» **Try it**
Write out each line from the data below that includes the word "ShortRead".
BEGIN Task inputs
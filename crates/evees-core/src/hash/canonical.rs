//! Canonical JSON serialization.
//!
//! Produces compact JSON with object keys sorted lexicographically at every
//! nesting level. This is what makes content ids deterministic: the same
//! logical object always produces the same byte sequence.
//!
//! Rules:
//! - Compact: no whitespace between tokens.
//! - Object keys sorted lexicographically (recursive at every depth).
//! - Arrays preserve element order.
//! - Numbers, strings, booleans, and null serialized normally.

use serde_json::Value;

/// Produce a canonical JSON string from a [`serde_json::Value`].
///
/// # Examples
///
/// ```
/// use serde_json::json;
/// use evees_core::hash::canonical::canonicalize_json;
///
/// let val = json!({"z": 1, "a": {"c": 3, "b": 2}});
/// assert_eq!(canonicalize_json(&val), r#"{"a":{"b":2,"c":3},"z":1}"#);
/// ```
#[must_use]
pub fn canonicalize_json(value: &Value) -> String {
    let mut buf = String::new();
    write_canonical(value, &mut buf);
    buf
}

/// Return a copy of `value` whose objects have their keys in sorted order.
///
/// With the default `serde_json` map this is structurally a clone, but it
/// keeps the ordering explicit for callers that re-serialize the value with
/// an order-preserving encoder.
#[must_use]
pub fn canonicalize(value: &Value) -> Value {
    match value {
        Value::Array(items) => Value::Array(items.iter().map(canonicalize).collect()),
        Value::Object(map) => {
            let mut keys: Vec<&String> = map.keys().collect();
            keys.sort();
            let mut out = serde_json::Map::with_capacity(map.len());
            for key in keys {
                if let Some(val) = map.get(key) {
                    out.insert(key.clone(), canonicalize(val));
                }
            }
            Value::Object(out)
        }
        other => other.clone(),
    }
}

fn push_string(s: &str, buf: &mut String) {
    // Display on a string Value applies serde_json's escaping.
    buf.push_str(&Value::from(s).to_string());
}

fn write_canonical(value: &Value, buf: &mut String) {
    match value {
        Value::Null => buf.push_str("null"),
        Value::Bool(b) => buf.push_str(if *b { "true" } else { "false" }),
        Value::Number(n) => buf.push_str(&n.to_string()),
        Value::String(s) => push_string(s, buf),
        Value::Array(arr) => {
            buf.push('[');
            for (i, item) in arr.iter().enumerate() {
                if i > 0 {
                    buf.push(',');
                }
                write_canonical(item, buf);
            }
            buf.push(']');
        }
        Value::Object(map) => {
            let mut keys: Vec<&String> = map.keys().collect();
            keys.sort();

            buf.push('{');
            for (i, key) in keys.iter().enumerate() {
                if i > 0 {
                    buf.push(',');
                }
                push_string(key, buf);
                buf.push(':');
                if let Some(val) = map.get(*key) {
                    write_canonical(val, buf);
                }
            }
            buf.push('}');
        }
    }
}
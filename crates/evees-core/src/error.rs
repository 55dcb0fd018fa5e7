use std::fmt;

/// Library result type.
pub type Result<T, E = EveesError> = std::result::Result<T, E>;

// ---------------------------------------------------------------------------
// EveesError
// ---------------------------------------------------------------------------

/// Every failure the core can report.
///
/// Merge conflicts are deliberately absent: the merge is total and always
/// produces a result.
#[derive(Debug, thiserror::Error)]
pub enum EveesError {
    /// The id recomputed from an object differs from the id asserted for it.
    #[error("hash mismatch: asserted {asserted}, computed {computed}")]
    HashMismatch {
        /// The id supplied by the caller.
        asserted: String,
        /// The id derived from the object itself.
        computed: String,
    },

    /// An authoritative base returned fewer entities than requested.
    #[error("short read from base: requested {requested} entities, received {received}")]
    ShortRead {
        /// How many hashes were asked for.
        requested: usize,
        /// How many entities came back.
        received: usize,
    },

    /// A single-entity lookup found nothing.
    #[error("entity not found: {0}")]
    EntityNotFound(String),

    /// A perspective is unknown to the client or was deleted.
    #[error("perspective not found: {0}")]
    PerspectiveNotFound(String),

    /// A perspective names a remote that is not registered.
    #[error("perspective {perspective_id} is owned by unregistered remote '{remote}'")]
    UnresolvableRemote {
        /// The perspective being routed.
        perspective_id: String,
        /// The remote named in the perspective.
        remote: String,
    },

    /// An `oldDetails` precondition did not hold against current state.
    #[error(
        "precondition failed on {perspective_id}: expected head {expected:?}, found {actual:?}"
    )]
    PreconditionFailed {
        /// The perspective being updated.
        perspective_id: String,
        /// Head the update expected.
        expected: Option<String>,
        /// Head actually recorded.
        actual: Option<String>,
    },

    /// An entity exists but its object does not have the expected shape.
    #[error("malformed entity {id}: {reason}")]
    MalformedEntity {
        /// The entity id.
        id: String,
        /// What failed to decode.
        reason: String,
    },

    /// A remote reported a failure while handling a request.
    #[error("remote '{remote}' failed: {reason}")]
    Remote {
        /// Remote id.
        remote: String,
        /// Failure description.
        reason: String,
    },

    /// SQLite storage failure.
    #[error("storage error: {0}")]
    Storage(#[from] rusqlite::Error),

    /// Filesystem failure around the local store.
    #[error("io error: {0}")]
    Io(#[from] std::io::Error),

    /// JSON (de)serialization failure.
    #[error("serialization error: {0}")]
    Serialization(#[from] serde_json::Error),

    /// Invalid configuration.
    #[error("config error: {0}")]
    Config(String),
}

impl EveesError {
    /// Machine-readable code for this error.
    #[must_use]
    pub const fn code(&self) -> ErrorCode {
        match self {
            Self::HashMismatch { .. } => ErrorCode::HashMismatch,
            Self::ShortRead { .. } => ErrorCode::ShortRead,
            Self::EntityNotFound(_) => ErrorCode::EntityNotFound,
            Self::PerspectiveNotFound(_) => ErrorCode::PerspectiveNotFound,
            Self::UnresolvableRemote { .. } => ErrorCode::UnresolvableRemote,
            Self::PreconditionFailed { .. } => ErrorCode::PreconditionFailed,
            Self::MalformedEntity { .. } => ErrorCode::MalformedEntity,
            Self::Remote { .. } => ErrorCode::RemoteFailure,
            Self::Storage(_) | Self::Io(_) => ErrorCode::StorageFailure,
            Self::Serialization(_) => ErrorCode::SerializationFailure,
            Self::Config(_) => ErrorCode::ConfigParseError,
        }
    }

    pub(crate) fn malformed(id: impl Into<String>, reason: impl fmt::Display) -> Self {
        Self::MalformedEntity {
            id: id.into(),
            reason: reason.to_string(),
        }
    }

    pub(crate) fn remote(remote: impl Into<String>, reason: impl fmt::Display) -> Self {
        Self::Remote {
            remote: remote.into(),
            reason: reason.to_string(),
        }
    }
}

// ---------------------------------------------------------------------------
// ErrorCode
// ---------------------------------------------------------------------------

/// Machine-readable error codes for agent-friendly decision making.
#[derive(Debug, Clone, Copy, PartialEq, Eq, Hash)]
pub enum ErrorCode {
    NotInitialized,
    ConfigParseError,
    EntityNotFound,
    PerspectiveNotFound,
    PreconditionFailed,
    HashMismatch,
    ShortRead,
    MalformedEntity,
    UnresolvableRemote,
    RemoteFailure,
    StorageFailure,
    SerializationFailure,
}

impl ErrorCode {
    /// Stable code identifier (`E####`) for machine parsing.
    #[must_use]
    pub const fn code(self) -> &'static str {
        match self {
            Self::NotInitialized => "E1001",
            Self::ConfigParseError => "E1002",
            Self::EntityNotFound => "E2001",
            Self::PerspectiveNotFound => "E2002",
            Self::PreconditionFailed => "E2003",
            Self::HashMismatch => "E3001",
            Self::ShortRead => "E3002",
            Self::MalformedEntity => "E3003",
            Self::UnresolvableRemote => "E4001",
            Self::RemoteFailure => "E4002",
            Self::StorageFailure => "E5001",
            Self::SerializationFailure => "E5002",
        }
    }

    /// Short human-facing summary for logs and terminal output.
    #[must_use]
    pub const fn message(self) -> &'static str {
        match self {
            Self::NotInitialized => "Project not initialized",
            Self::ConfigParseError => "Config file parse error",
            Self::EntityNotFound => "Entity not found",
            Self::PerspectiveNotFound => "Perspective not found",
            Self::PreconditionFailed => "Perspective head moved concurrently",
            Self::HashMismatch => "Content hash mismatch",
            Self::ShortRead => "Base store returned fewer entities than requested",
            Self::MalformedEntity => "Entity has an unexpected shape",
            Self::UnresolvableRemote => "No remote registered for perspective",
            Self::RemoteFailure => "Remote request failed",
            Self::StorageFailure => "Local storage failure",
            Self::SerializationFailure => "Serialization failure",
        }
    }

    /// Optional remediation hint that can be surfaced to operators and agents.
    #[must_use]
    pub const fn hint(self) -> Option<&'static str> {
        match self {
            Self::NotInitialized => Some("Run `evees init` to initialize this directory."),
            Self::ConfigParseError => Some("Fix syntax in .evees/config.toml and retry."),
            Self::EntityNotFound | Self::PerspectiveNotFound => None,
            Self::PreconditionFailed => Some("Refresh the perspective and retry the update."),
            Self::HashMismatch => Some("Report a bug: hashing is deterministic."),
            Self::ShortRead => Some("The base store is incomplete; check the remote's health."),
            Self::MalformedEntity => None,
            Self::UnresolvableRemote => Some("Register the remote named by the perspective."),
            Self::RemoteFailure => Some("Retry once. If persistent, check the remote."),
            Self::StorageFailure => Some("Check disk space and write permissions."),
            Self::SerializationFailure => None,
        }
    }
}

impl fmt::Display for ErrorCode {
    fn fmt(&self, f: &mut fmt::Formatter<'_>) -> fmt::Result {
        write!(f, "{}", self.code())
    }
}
END Task inputs
» **Answer section**
    ShortRead {
            Self::ShortRead { .. } => ErrorCode::ShortRead,
    ShortRead,
            Self::ShortRead => "E3002",
            Self::ShortRead => "Base store returned fewer entities than requested",
            Self::ShortRead => Some("The base store is incomplete; check the remote's health."),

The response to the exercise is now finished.